ACTIVITY
Your response should consist solely of the lines from the one containing "let describe = |item: Option<Item>|" through the final line of the entries, repeated exactly.

Stored data
************

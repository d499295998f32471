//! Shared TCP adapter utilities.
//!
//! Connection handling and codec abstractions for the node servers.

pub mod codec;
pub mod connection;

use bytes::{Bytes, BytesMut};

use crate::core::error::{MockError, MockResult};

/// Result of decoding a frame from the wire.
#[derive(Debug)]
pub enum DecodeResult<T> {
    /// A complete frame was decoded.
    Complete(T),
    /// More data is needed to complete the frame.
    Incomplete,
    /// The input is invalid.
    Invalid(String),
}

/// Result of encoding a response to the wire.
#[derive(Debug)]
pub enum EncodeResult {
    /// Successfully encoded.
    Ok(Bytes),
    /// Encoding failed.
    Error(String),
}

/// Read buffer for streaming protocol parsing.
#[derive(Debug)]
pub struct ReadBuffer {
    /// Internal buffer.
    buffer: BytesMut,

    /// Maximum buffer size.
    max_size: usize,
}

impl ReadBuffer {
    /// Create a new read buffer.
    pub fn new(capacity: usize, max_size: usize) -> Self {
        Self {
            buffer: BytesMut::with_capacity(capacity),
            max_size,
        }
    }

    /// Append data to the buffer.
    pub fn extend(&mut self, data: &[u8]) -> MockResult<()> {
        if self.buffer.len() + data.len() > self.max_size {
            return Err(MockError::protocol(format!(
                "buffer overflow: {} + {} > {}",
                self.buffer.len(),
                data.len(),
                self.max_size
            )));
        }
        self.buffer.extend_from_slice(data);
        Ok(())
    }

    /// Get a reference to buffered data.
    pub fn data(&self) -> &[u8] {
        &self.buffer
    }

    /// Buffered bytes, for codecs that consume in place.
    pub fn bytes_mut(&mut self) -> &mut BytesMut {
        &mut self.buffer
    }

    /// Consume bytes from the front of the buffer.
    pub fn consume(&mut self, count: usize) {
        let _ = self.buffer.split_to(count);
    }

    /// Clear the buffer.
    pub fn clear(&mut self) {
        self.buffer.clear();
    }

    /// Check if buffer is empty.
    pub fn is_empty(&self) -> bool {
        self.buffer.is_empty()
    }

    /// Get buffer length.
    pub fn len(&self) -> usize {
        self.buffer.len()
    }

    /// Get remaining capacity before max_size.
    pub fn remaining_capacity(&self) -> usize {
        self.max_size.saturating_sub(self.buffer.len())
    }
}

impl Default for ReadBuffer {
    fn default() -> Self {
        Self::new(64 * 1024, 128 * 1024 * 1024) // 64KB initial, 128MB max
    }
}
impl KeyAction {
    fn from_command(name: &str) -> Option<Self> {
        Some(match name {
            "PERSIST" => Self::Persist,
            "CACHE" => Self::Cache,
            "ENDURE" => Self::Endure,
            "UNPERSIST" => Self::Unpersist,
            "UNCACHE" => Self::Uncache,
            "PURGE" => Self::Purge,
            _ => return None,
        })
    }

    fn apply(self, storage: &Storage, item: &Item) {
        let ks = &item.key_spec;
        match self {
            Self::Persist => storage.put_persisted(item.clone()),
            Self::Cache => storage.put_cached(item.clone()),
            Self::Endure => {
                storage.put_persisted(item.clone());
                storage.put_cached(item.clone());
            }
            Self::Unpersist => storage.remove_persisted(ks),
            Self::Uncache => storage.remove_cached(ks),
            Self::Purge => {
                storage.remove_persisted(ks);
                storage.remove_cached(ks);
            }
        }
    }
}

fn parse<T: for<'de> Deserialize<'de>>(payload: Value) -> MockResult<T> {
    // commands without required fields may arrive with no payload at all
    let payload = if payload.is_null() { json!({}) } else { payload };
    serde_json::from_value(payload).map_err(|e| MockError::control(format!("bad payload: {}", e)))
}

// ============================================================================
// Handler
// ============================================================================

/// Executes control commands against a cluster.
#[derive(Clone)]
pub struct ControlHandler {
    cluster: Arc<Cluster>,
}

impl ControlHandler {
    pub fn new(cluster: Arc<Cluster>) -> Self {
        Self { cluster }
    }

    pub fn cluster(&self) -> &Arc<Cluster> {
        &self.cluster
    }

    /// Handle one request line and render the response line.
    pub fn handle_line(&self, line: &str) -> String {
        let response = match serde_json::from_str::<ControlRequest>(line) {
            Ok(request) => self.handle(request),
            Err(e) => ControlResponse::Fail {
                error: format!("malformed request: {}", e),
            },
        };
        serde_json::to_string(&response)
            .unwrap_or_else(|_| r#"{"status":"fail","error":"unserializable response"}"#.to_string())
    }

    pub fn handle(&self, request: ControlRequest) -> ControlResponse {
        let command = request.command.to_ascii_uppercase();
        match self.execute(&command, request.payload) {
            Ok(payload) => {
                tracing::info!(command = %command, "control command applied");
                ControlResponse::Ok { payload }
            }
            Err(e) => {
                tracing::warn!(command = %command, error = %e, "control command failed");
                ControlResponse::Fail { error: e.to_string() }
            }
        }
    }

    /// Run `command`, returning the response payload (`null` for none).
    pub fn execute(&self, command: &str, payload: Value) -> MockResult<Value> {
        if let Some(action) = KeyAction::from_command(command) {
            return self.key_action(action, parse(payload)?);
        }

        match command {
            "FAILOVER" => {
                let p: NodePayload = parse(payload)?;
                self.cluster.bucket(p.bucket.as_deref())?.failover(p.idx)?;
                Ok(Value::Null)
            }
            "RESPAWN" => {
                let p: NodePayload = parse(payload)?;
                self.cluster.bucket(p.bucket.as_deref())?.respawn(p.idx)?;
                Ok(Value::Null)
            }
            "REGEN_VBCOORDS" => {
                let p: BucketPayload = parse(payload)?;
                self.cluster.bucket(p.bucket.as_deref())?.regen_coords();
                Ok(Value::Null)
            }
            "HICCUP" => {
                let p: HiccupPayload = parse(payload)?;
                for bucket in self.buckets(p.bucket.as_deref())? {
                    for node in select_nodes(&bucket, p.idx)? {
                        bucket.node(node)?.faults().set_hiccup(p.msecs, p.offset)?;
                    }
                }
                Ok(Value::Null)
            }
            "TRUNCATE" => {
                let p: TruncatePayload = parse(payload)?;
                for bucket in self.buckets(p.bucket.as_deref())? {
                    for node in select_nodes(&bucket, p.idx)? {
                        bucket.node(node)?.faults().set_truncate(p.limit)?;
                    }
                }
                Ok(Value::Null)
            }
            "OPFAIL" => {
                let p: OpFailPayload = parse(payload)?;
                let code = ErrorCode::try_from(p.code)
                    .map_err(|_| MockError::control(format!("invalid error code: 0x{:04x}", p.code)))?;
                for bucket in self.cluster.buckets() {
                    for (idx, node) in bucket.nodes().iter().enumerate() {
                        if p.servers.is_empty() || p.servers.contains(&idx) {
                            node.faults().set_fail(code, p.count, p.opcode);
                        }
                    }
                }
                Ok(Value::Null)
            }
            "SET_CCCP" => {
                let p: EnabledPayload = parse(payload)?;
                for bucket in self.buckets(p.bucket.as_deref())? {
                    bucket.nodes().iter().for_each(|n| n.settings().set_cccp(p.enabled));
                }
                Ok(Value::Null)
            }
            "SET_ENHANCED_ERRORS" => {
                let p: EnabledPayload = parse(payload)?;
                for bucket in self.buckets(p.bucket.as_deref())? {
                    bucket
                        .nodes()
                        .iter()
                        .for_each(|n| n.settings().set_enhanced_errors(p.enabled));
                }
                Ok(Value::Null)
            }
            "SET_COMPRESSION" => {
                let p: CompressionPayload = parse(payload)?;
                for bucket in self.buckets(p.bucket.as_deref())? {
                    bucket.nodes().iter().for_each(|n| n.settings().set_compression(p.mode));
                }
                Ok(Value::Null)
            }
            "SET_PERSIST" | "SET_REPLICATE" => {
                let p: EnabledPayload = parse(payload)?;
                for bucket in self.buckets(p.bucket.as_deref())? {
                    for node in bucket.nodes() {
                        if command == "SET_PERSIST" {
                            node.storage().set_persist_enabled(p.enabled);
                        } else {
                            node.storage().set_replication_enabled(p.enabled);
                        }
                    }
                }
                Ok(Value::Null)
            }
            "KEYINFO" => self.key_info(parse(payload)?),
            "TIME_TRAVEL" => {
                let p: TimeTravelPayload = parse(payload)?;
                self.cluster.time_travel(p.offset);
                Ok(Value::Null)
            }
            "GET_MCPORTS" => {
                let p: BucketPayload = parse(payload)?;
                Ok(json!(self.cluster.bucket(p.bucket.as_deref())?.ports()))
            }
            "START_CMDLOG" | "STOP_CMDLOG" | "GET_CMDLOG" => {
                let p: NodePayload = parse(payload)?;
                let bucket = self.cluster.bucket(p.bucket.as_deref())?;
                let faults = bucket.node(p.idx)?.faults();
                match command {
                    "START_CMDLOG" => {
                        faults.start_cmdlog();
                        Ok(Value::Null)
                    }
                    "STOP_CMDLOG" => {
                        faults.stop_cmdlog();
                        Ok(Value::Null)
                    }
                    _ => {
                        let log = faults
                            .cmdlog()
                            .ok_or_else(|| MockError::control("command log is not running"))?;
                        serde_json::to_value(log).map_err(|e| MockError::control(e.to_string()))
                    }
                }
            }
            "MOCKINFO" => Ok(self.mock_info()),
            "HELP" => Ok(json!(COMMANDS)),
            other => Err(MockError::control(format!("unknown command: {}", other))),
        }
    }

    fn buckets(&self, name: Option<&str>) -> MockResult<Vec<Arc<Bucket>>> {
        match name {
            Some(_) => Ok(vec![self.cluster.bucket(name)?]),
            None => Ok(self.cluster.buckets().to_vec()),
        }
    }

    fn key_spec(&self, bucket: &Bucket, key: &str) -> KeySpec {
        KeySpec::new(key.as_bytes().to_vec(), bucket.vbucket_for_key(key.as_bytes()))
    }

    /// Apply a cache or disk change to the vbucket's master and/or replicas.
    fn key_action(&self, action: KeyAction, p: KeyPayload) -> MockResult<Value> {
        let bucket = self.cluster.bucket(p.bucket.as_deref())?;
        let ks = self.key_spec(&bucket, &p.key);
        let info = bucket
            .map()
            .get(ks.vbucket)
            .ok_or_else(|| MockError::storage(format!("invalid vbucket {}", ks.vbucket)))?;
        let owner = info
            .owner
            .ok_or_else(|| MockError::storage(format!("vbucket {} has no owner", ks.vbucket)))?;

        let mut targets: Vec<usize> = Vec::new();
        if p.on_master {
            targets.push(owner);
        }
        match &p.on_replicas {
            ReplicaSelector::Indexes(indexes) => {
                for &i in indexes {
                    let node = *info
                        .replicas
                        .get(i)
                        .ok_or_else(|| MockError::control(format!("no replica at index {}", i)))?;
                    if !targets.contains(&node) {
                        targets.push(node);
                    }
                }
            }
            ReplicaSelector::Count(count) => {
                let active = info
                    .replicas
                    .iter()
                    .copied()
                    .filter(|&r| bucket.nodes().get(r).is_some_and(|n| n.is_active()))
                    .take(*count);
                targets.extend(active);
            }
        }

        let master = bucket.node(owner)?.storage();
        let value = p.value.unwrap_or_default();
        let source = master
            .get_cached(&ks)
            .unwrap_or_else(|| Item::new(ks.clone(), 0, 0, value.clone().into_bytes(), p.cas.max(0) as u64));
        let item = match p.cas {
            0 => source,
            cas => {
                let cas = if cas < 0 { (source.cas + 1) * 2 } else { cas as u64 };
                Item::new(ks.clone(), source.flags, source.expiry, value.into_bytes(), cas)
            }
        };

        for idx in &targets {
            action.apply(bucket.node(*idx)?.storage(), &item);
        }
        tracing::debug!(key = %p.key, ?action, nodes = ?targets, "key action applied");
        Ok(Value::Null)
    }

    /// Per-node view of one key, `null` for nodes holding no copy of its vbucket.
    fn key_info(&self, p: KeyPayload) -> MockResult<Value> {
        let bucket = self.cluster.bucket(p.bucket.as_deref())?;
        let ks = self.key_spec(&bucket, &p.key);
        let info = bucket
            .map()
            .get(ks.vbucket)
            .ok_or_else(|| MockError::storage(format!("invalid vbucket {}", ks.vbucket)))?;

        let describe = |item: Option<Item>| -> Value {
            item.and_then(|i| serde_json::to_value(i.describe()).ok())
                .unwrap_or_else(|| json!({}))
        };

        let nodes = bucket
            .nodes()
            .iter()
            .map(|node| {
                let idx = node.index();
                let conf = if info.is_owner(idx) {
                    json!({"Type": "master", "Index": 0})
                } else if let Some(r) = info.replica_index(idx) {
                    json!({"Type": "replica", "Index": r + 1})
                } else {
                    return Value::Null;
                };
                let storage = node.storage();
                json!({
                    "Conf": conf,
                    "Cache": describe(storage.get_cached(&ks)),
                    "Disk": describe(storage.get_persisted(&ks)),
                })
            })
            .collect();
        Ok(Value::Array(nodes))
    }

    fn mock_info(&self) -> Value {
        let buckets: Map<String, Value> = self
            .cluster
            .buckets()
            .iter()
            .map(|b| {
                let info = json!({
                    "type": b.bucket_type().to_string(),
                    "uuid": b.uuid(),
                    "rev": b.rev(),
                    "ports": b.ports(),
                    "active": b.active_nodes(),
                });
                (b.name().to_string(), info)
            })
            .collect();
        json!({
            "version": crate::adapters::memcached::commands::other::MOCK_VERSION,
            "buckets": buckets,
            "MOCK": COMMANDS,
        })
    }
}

************

ANSWER TO THIS PROBLEM
        let describe = |item: Option<Item>| -> Value {
            item.and_then(|i| serde_json::to_value(i.describe()).ok())
                .unwrap_or_else(|| json!({}))
        };

        let nodes = bucket
            .nodes()
            .iter()
            .map(|node| {
                let idx = node.index();
                let conf = if info.is_owner(idx) {
                    json!({"Type": "master", "Index": 0})
                } else if let Some(r) = info.replica_index(idx) {
                    json!({"Type": "replica", "Index": r + 1})
                } else {
                    return Value::Null;
                };
                let storage = node.storage();
                json!({
                    "Conf": conf,
                    "Cache": describe(storage.get_cached(&ks)),
                    "Disk": describe(storage.get_persisted(&ks)),
                })
            })
            .collect();
        Ok(Value::Array(nodes))
    }

    fn mock_info(&self) -> Value {
        let buckets: Map<String, Value> = self
            .cluster
            .buckets()
            .iter()
            .map(|b| {
                let info = json!({
                    "type": b.bucket_type().to_string(),
                    "uuid": b.uuid(),
                    "rev": b.rev(),
                    "ports": b.ports(),
                    "active": b.active_nodes(),
                });
                (b.name().to_string(), info)
            })
            .collect();
        json!({
            "version": crate::adapters::memcached::commands::other::MOCK_VERSION,
            "buckets": buckets,
            "MOCK": COMMANDS,
        })
    }
}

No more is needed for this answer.